=== Data for review ===

//! Request pipeline for anonymized repositories
//!
//! [`Pipeline::handle`] takes a repository id and a browse path and runs the
//! whole request: snapshot check, cache lookup, tree resolution, rendering
//! with redaction, and the cache write. Cache reads and writes are scoped to
//! the snapshot the request resolved, so a render that outlives a snapshot
//! change is never served.

pub mod render;
pub mod resolver;

use std::sync::Arc;

use anon_core::{Error, Registration, RenderedPage, Snapshot};
use anon_security::Redactor;
use anon_sources::RepositoryProvider;
use anon_storage::{CacheKey, CacheMetadata, RegistrationStore, SnapshotCache};
use anyhow::{Context, Result};
use dashmap::DashMap;
use tokio::sync::Mutex;

pub use render::{RenderContext, RenderEngine, RenderLimits};
pub use resolver::{Resolution, Resolved, TreeResolver};

/// Path prefix of commit views inside a repository.
pub const COMMIT_PREFIX: &str = "-/commit/";

/// What a request turned into.
#[derive(Debug, Clone, PartialEq, Eq)]
pub enum Outcome {
    Page {
        page: RenderedPage,
        /// BLAKE3 digest of the bytes.
        etag: String,
    },
    /// The path names a directory; re-request it with a trailing `/`.
    Redirect,
    NotFound,
    SnapshotUnavailable,
}

#[derive(Debug, Clone)]
pub struct PipelineOptions {
    /// Public base URL self links are rewritten to.
    pub public_url: String,
    pub limits: RenderLimits,
    /// Serialize the snapshot check per repository.
    pub lock_invalidation: bool,
}

impl Default for PipelineOptions {
    fn default() -> Self {
        Self {
            public_url: "http://localhost:5000".to_string(),
            limits: RenderLimits::default(),
            lock_invalidation: false,
        }
    }
}

/// Cache key of a request.
pub fn cache_key(path: &str, is_directory: bool) -> CacheKey {
    if let Some(sha) = path.strip_prefix(COMMIT_PREFIX) {
        return CacheKey::Commit(sha.to_string());
    }
    let trimmed = path.trim_matches('/');
    if is_directory {
        CacheKey::Directory(trimmed.to_string())
    } else {
        CacheKey::File(trimmed.to_string())
    }
}

/// Keys tried on a cache lookup, most specific first. Only directory-shaped
/// requests fall back to a cached readme.
fn lookup_keys(path: &str) -> Vec<CacheKey> {
    let trimmed = path.trim_matches('/');
    if path.starts_with(COMMIT_PREFIX) || !(trimmed.is_empty() || path.ends_with('/')) {
        return vec![cache_key(path, false)];
    }
    let readme = if trimmed.is_empty() {
        "README.md".to_string()
    } else {
        format!("{}/README.md", trimmed)
    };
    vec![cache_key(path, true), CacheKey::File(readme)]
}

pub struct Pipeline {
    provider: Arc<dyn RepositoryProvider>,
    cache: Arc<dyn SnapshotCache>,
    registrations: Arc<dyn RegistrationStore>,
    resolver: TreeResolver,
    renderer: RenderEngine,
    public_url: String,
    locks: Option<DashMap<String, Arc<Mutex<()>>>>,
}

impl Pipeline {
    pub fn new(
        provider: Arc<dyn RepositoryProvider>,
        cache: Arc<dyn SnapshotCache>,
        registrations: Arc<dyn RegistrationStore>,
        options: PipelineOptions,
    ) -> Self {
        Self {
            resolver: TreeResolver::new(provider.clone()),
            renderer: RenderEngine::new(provider.clone(), options.limits),
            provider,
            cache,
            registrations,
            public_url: options.public_url.trim_end_matches('/').to_string(),
            locks: options.lock_invalidation.then(DashMap::new),
        }
    }

    pub fn public_url(&self) -> &str {
        &self.public_url
    }

    pub fn registrations(&self) -> &Arc<dyn RegistrationStore> {
        &self.registrations
    }

    /// Serve `raw_path` of repository `repository_id`.
    pub async fn handle(&self, repository_id: &str, raw_path: &str) -> Result<Outcome> {
        let raw_path = raw_path.trim_start_matches('/');

        // 1. Registration
        let Some(registration) = self
            .registrations
            .load(repository_id)
            .await
            .context("Failed to load registration")?
        else {
            tracing::debug!(repository_id, "unknown repository");
            return Ok(Outcome::NotFound);
        };

        // 2. Live snapshot, invalidating the cache when it moved
        let snapshot = match self.provider.get_commit(&registration.origin).await {
            Ok(snapshot) => snapshot,
            Err(e) => {
                tracing::warn!(repository_id, error = %e, "cannot resolve live snapshot");
                return Ok(Outcome::SnapshotUnavailable);
            }
        };
        let registration = self.ensure_current(registration, &snapshot).await?;

        // 3. Cache
        for key in lookup_keys(raw_path) {
            match self.cache.get(repository_id, &snapshot, &key).await {
                Ok(Some(entry)) => {
                    tracing::debug!(repository_id, key = %key, "cache hit");
                    return Ok(Outcome::Page {
                        page: entry.page,
                        etag: entry.metadata.digest,
                    });
                }
                Ok(None) => {}
                // Keys that cannot be stored are never cached.
                Err(e) => tracing::debug!(repository_id, key = %key, error = %e, "cache lookup skipped"),
            }
        }
        tracing::debug!(repository_id, path = raw_path, "cache miss");

        // 4. Resolve
        let resolved = match raw_path.strip_prefix(COMMIT_PREFIX) {
            Some(sha) => self.resolver.resolve_commit(&registration.origin, sha).await,
            None => self.resolver.resolve(&registration.origin, &snapshot, raw_path).await,
        };
        let resolution = match resolved {
            Ok(Resolved::Found(resolution)) => resolution,
            Ok(Resolved::NotFound) => return Ok(Outcome::NotFound),
            Err(e) if e.is_provider_failure() => return Ok(Outcome::SnapshotUnavailable),
            Err(e) => return Err(e.into()),
        };
        if resolution.needs_trailing_slash {
            return Ok(Outcome::Redirect);
        }

        // 5. Render
        let redactor = Redactor::for_registration(&registration, &self.public_url)
            .context("Failed to compile redaction patterns")?;
        let base_url = format!("/repository/{}", registration.id);
        let ctx = RenderContext {
            registration: &registration,
            snapshot: &snapshot,
            redactor: &redactor,
            path: raw_path,
            base_url: &base_url,
        };
        let page = match self.renderer.render(&ctx, &resolution).await {
            Ok(page) => page,
            Err(e) if e.is_provider_failure() => return Ok(Outcome::SnapshotUnavailable),
            Err(Error::NotFound(_)) => return Ok(Outcome::NotFound),
            Err(e) => return Err(e.into()),
        };

        // 6. Cache write, under the snapshot this page was rendered from
        let key = cache_key(raw_path, resolution.is_directory());
        let metadata = match self.cache.put(repository_id, &snapshot, &key, &page).await {
            Ok(metadata) => metadata,
            Err(e) => {
                tracing::warn!(repository_id, key = %key, error = %e, "failed to cache rendered page");
                CacheMetadata::for_page(&page)
            }
        };

        Ok(Outcome::Page {
            page,
            etag: metadata.digest,
        })
    }

    /// Make sure the cache of `registration` belongs to `live`, wiping it
    /// and recording the new snapshot otherwise.
    async fn ensure_current(&self, registration: Registration, live: &Snapshot) -> Result<Registration> {
        if registration.is_current(live) {
            return Ok(registration);
        }

        let Some(locks) = &self.locks else {
            return self.invalidate(registration, live).await;
        };

        let lock = locks
            .entry(registration.id.clone())
            .or_insert_with(|| Arc::new(Mutex::new(())))
            .clone();
        let _guard = lock.lock().await;

        // Another request may have finished the switch while we waited.
        let current = self
            .registrations
            .load(&registration.id)
            .await
            .context("Failed to reload registration")?
            .unwrap_or(registration);
        if current.is_current(live) {
            return Ok(current);
        }
        self.invalidate(current, live).await
    }

    async fn invalidate(&self, mut registration: Registration, live: &Snapshot) -> Result<Registration> {
        tracing::info!(
            repository_id = %registration.id,
            previous = ?registration.last_snapshot.as_ref().map(Snapshot::as_str),
            current = %live,
            "snapshot changed, invalidating cache"
        );
        self.cache
            .invalidate_all(&registration.id)
            .await
            .context("Failed to invalidate snapshot cache")?;
        registration.last_snapshot = Some(live.clone());
        self.registrations
            .save(&registration)
            .await
            .context("Failed to save registration")?;
        Ok(registration)
    }

    /// Drop the cache of a repository and forget its snapshot, so the next
    /// request rebuilds everything.
    pub async fn invalidate_repository(&self, repository_id: &str) -> Result<bool> {
        let Some(mut registration) = self.registrations.load(repository_id).await? else {
            return Ok(false);
        };
        self.cache.invalidate_all(repository_id).await?;
        registration.last_snapshot = None;
        self.registrations.save(&registration).await?;
        tracing::info!(repository_id, "cache invalidated");
        Ok(true)
    }
}
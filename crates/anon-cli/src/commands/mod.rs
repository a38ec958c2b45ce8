pub mod invalidate;
pub mod register;
pub mod serve;

use anon_config::Config;
use anon_engine::{Pipeline, PipelineOptions, RenderLimits};
use anon_sources::GithubProvider;
use anon_storage::{FsSnapshotCache, JsonRegistrationStore};
use anyhow::Result;
use std::sync::Arc;

pub fn registration_store(config: &Config) -> Result<JsonRegistrationStore> {
    Ok(JsonRegistrationStore::new(config.storage.registrations_dir())?)
}

/// Wire the pipeline with the GitHub provider and filesystem storage.
pub fn build_pipeline(config: &Config) -> Result<Pipeline> {
    let provider = GithubProvider::new(&config.github.api_url, config.github.token())?;
    let cache = FsSnapshotCache::new(config.storage.cache_dir())?;
    let registrations = registration_store(config)?;

    let options = PipelineOptions {
        public_url: config.server.public_url(),
        limits: RenderLimits {
            max_file_size: config.render.max_file_size,
            binary_threshold: config.render.binary_threshold,
        },
        lock_invalidation: config.cache.lock_invalidation,
    };

    Ok(Pipeline::new(
        Arc::new(provider),
        Arc::new(cache),
        Arc::new(registrations),
        options,
    ))
}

===

Go over the listing above and copy out each line that includes "GithubProvider".

use anon_sources::GithubProvider;
    let provider = GithubProvider::new(&config.github.api_url, config.github.token())?;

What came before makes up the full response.